Momentum Engineering Corp.-Edward Fatzinger, Jon Landerville
  • Technical Paper
  • 2020-01-0885
To be published on 2020-04-14 by SAE International in United States
This research focuses on the use of Event Data Recorders (EDR) to assist in calculating speed loss or ΔV undergone by a motorcycle in a broadside type impact into a vehicle. If the struck vehicle has EDR data, this could be a useful tool in calculating motorcycle ΔV or corroborating motorcycle ΔV calculations from crush or other methodologies.
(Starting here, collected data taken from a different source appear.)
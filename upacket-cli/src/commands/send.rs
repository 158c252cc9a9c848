use anyhow::{Context, Result};
use colored::*;
use std::net::TcpStream;
use std::thread;
use std::time::{Duration, Instant};
use tracing::{debug, info, warn};
use upacket_core::{Config, IoTransport, Link, Status};

/// Send one packet over TCP and optionally wait for one reply
///
/// Returns the reply payload when one arrived within `wait_ms`.
pub fn execute(
    addr: &str,
    payload: &[u8],
    await_reply: bool,
    wait_ms: u64,
    config: &Config,
) -> Result<Option<Vec<u8>>> {
    info!("Connecting to {}", addr);

    let stream =
        TcpStream::connect(addr).with_context(|| format!("Failed to connect to {}", addr))?;
    stream
        .set_nonblocking(true)
        .context("Failed to make socket non-blocking")?;
    stream.set_nodelay(true).ok();

    let mut link = Link::begin(IoTransport::new(stream), *config)
        .with_context(|| format!("Failed to open link to {}", addr))?;

    link.send(payload)
        .with_context(|| format!("Failed to send {} byte payload", payload.len()))?;
    println!("{} Sent {} bytes", "→".green(), payload.len());

    if !await_reply {
        return Ok(None);
    }

    let deadline = Instant::now() + Duration::from_millis(wait_ms);
    let mut buf = [0u8; 32];

    while Instant::now() < deadline {
        let received = link.receive(&mut buf).context("Link failed while waiting for reply")?;
        match received.status {
            Status::Good => {
                let reply = buf[..received.len].to_vec();
                println!(
                    "{} Received {} bytes: {:?}",
                    "←".green(),
                    reply.len(),
                    String::from_utf8_lossy(&reply)
                );
                return Ok(Some(reply));
            }
            Status::NoData => thread::sleep(Duration::from_millis(1)),
            status => {
                warn!("Discarding reply attempt: {} (code {})", status, status.code());
            }
        }
    }

    debug!("No reply within {} ms", wait_ms);
    println!("{} No reply within {} ms", "✗".red(), wait_ms);

    Ok(None)
}
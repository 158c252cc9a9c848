//! Byte transports and clocks
//!
//! The protocol engine only needs four capabilities from the link it runs
//! on: how many bytes are buffered, read one byte, write one byte, and a
//! monotonic millisecond clock. [`Transport`] captures exactly that, so a
//! serial port, a socket, a pipe or an in-memory buffer can stand in for the
//! hardware stream.

use crate::Result;
use alloc::collections::VecDeque;
use alloc::rc::Rc;
use alloc::vec::Vec;
use core::cell::Cell;

#[cfg(feature = "std")]
use crate::error::PacketError;
#[cfg(feature = "std")]
use std::io::{ErrorKind, Read, Write};

/// Monotonic millisecond time source
pub trait Clock {
    /// Milliseconds since an arbitrary fixed origin
    fn now_ms(&self) -> u64;

    /// Block for `ms` milliseconds
    fn sleep_ms(&self, ms: u64) {
        let start = self.now_ms();
        while self.now_ms().saturating_sub(start) < ms {
            core::hint::spin_loop();
        }
    }
}

impl<C: Clock + ?Sized> Clock for &C {
    fn now_ms(&self) -> u64 {
        (**self).now_ms()
    }

    fn sleep_ms(&self, ms: u64) {
        (**self).sleep_ms(ms)
    }
}

impl<C: Clock + ?Sized> Clock for Rc<C> {
    fn now_ms(&self) -> u64 {
        (**self).now_ms()
    }

    fn sleep_ms(&self, ms: u64) {
        (**self).sleep_ms(ms)
    }
}

/// Wall clock backed by [`std::time::Instant`]
#[cfg(feature = "std")]
#[derive(Debug, Clone, Copy)]
pub struct SystemClock {
    origin: std::time::Instant,
}

#[cfg(feature = "std")]
impl SystemClock {
    /// Clock whose origin is the moment of creation
    pub fn new() -> Self {
        Self {
            origin: std::time::Instant::now(),
        }
    }
}

#[cfg(feature = "std")]
impl Default for SystemClock {
    fn default() -> Self {
        Self::new()
    }
}

#[cfg(feature = "std")]
impl Clock for SystemClock {
    fn now_ms(&self) -> u64 {
        self.origin.elapsed().as_millis() as u64
    }

    fn sleep_ms(&self, ms: u64) {
        std::thread::sleep(std::time::Duration::from_millis(ms));
    }
}

/// Simulated clock for deterministic tests
///
/// Every reading returns the current time and then advances it by `step`
/// milliseconds, so a polling loop observes time passing without sleeping.
#[derive(Debug, Default)]
pub struct ManualClock {
    now: Cell<u64>,
    step: u64,
}

impl ManualClock {
    /// Clock frozen at zero until advanced explicitly
    pub fn new() -> Self {
        Self::default()
    }

    /// Clock that advances by `step` ms on each reading
    pub fn with_step(step: u64) -> Self {
        Self {
            now: Cell::new(0),
            step,
        }
    }

    /// Move time forward
    pub fn advance(&self, ms: u64) {
        self.now.set(self.now.get().saturating_add(ms));
    }

    /// Current time without advancing
    pub fn peek(&self) -> u64 {
        self.now.get()
    }
}

impl Clock for ManualClock {
    fn now_ms(&self) -> u64 {
        let now = self.now.get();
        self.now.set(now.saturating_add(self.step));
        now
    }

    fn sleep_ms(&self, ms: u64) {
        self.advance(ms);
    }
}

/// Byte-oriented link used by the framer and deframer
pub trait Transport {
    /// Number of bytes that can be read without waiting
    fn bytes_available(&mut self) -> Result<usize>;

    /// Read one buffered byte, `None` if nothing is buffered
    fn read_byte(&mut self) -> Result<Option<u8>>;

    /// Write one byte
    fn write_byte(&mut self, byte: u8) -> Result<()>;

    /// Monotonic milliseconds
    fn millis(&self) -> u64;

    /// Write a run of bytes
    fn write_all(&mut self, bytes: &[u8]) -> Result<()> {
        for &byte in bytes {
            self.write_byte(byte)?;
        }
        Ok(())
    }

    /// Push buffered writes to the device
    fn flush(&mut self) -> Result<()> {
        Ok(())
    }

    /// Wait for `ms` milliseconds
    fn delay_ms(&mut self, ms: u64) {
        let start = self.millis();
        while self.millis().saturating_sub(start) < ms {
            core::hint::spin_loop();
        }
    }
}

impl<T: Transport + ?Sized> Transport for &mut T {
    fn bytes_available(&mut self) -> Result<usize> {
        (**self).bytes_available()
    }

    fn read_byte(&mut self) -> Result<Option<u8>> {
        (**self).read_byte()
    }

    fn write_byte(&mut self, byte: u8) -> Result<()> {
        (**self).write_byte(byte)
    }

    fn millis(&self) -> u64 {
        (**self).millis()
    }

    fn write_all(&mut self, bytes: &[u8]) -> Result<()> {
        (**self).write_all(bytes)
    }

    fn flush(&mut self) -> Result<()> {
        (**self).flush()
    }

    fn delay_ms(&mut self, ms: u64) {
        (**self).delay_ms(ms)
    }
}

/// In-memory transport
///
/// Bytes passed to [`feed`](Self::feed) become readable immediately, bytes
/// passed to [`schedule`](Self::schedule) once the clock reaches their
/// delivery time. Written bytes are recorded and, in loopback mode, also
/// become readable.
#[derive(Debug)]
pub struct MemoryTransport<C> {
    rx: VecDeque<u8>,
    tx: Vec<u8>,
    scheduled: VecDeque<(u64, Vec<u8>)>,
    loopback: bool,
    clock: C,
}

#[cfg(feature = "std")]
impl MemoryTransport<SystemClock> {
    /// Transport on the wall clock
    pub fn new() -> Self {
        Self::with_clock(SystemClock::new())
    }

    /// Loopback transport on the wall clock
    pub fn loopback() -> Self {
        Self::loopback_with_clock(SystemClock::new())
    }
}

#[cfg(feature = "std")]
impl Default for MemoryTransport<SystemClock> {
    fn default() -> Self {
        Self::new()
    }
}

impl<C: Clock> MemoryTransport<C> {
    /// Transport driven by `clock`
    pub fn with_clock(clock: C) -> Self {
        Self {
            rx: VecDeque::new(),
            tx: Vec::new(),
            scheduled: VecDeque::new(),
            loopback: false,
            clock,
        }
    }

    /// Loopback transport driven by `clock`
    pub fn loopback_with_clock(clock: C) -> Self {
        let mut transport = Self::with_clock(clock);
        transport.loopback = true;
        transport
    }

    /// Make bytes readable now
    pub fn feed(&mut self, bytes: &[u8]) {
        self.rx.extend(bytes.iter().copied());
    }

    /// Make bytes readable once the clock reaches `at_ms`
    pub fn schedule(&mut self, at_ms: u64, bytes: &[u8]) {
        let pos = self
            .scheduled
            .iter()
            .position(|(at, _)| *at > at_ms)
            .unwrap_or(self.scheduled.len());
        self.scheduled.insert(pos, (at_ms, bytes.to_vec()));
    }

    /// Bytes written so far
    pub fn written(&self) -> &[u8] {
        &self.tx
    }

    /// Take and clear the written bytes
    pub fn take_written(&mut self) -> Vec<u8> {
        core::mem::take(&mut self.tx)
    }

    /// Bytes readable now, not counting scheduled deliveries
    pub fn pending(&self) -> usize {
        self.rx.len()
    }

    /// The clock driving this transport
    pub fn clock(&self) -> &C {
        &self.clock
    }

    fn release_due(&mut self) {
        if self.scheduled.is_empty() {
            return;
        }
        let now = self.clock.now_ms();
        while let Some((at, _)) = self.scheduled.front() {
            if *at > now {
                break;
            }
            if let Some((_, bytes)) = self.scheduled.pop_front() {
                self.rx.extend(bytes);
            }
        }
    }
}

impl<C: Clock> Transport for MemoryTransport<C> {
    fn bytes_available(&mut self) -> Result<usize> {
        self.release_due();
        Ok(self.rx.len())
    }

    fn read_byte(&mut self) -> Result<Option<u8>> {
        Ok(self.rx.pop_front())
    }

    fn write_byte(&mut self, byte: u8) -> Result<()> {
        self.tx.push(byte);
        if self.loopback {
            self.rx.push_back(byte);
        }
        Ok(())
    }

    fn millis(&self) -> u64 {
        self.clock.now_ms()
    }

    fn delay_ms(&mut self, ms: u64) {
        self.clock.sleep_ms(ms);
    }
}

#[cfg(feature = "std")]
const READ_CHUNK_SIZE: usize = 256;

/// Transport over any `std::io` stream
///
/// The stream must not block indefinitely on reads: put sockets in
/// non-blocking mode or give them a short read timeout. `WouldBlock` and
/// `TimedOut` are treated as "nothing buffered".
#[cfg(feature = "std")]
#[derive(Debug)]
pub struct IoTransport<S> {
    inner: S,
    rx: VecDeque<u8>,
    clock: SystemClock,
    closed: bool,
}

#[cfg(feature = "std")]
impl<S: Read + Write> IoTransport<S> {
    /// Wrap a stream
    pub fn new(inner: S) -> Self {
        Self {
            inner,
            rx: VecDeque::new(),
            clock: SystemClock::new(),
            closed: false,
        }
    }

    /// Borrow the underlying stream.
    pub fn get_ref(&self) -> &S {
        &self.inner
    }

    /// Mutably borrow the underlying stream.
    pub fn get_mut(&mut self) -> &mut S {
        &mut self.inner
    }

    /// Consume the transport and return the inner stream.
    pub fn into_inner(self) -> S {
        self.inner
    }

    fn fill(&mut self) -> Result<()> {
        if self.closed {
            return Ok(());
        }

        let mut chunk = [0u8; READ_CHUNK_SIZE];
        loop {
            match self.inner.read(&mut chunk) {
                Ok(0) => {
                    self.closed = true;
                    break;
                }
                Ok(n) => {
                    self.rx.extend(chunk[..n].iter().copied());
                    if n < chunk.len() {
                        break;
                    }
                }
                Err(err) if err.kind() == ErrorKind::Interrupted => continue,
                Err(err)
                    if matches!(err.kind(), ErrorKind::WouldBlock | ErrorKind::TimedOut) =>
                {
                    break
                }
                Err(err) => return Err(err.into()),
            }
        }
        Ok(())
    }
}

#[cfg(feature = "std")]
impl<S: Read + Write> Transport for IoTransport<S> {
    fn bytes_available(&mut self) -> Result<usize> {
        self.fill()?;
        if self.rx.is_empty() && self.closed {
            return Err(PacketError::Disconnected);
        }
        Ok(self.rx.len())
    }

    fn read_byte(&mut self) -> Result<Option<u8>> {
        if self.rx.is_empty() {
            self.fill()?;
        }
        Ok(self.rx.pop_front())
    }

    fn write_byte(&mut self, byte: u8) -> Result<()> {
        self.inner.write_all(&[byte])?;
        Ok(())
    }

    fn millis(&self) -> u64 {
        self.clock.now_ms()
    }

    fn write_all(&mut self, bytes: &[u8]) -> Result<()> {
        self.inner.write_all(bytes)?;
        Ok(())
    }

    fn flush(&mut self) -> Result<()> {
        self.inner.flush()?;
        Ok(())
    }

    fn delay_ms(&mut self, ms: u64) {
        self.clock.sleep_ms(ms);
    }
}

#[cfg(test)]
mod tests {
    use super::*;
    use std::io::Cursor;

    #[test]
    fn test_manual_clock_steps() {
        let clock = ManualClock::with_step(5);
        assert_eq!(clock.now_ms(), 0);
        assert_eq!(clock.now_ms(), 5);
        clock.advance(100);
        assert_eq!(clock.peek(), 110);
    }

    #[test]
    fn test_memory_transport_feed_and_write() {
        let mut transport = MemoryTransport::with_clock(ManualClock::new());
        transport.feed(b"ab");
        assert_eq!(transport.bytes_available().unwrap(), 2);
        assert_eq!(transport.read_byte().unwrap(), Some(b'a'));

        transport.write_all(b"xyz").unwrap();
        assert_eq!(transport.written(), b"xyz");
        assert_eq!(transport.bytes_available().unwrap(), 1);
    }

    #[test]
    fn test_loopback_echoes_writes() {
        let mut transport = MemoryTransport::loopback_with_clock(ManualClock::new());
        transport.write_byte(0x42).unwrap();
        assert_eq!(transport.read_byte().unwrap(), Some(0x42));
        assert_eq!(transport.take_written(), vec![0x42]);
        assert!(transport.written().is_empty());
    }

    #[test]
    fn test_scheduled_delivery() {
        let clock = Rc::new(ManualClock::new());
        let mut transport = MemoryTransport::with_clock(Rc::clone(&clock));
        transport.schedule(20, b"late");
        transport.schedule(10, b"early");

        assert_eq!(transport.bytes_available().unwrap(), 0);
        clock.advance(10);
        assert_eq!(transport.bytes_available().unwrap(), 5);
        clock.advance(10);
        assert_eq!(transport.bytes_available().unwrap(), 9);
    }

    #[test]
    fn test_io_transport_reports_disconnect_after_eof() {
        let mut transport = IoTransport::new(Cursor::new(b"ok".to_vec()));
        assert_eq!(transport.bytes_available().unwrap(), 2);
        assert_eq!(transport.read_byte().unwrap(), Some(b'o'));
        assert_eq!(transport.read_byte().unwrap(), Some(b'k'));
        assert_eq!(
            transport.bytes_available(),
            Err(PacketError::Disconnected)
        );
    }
}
Certain parameters critical to calculation of motorcycle ΔV must be considered, including the appropriate effective mass to use for the motorcycle/rider combination. This study used crash test data to determine a method of applying parameter values to accurately calculate motorcycle ΔV in a motorcycle-vehicle collision.In this study, three crash tests were performed in which a motorcycle with a dummy rider traveling in the range of 42 to 51 mph collided into the right front corner of a vehicle traveling between 5 and 16 mph. In all three tests, both the vehicle and motorcycle were instrumented with triaxial accelerometers and triaxial rate gyros. The first test involved a 2002 Kawasaki ZRX1200R traveling at 42.2 mph into the right…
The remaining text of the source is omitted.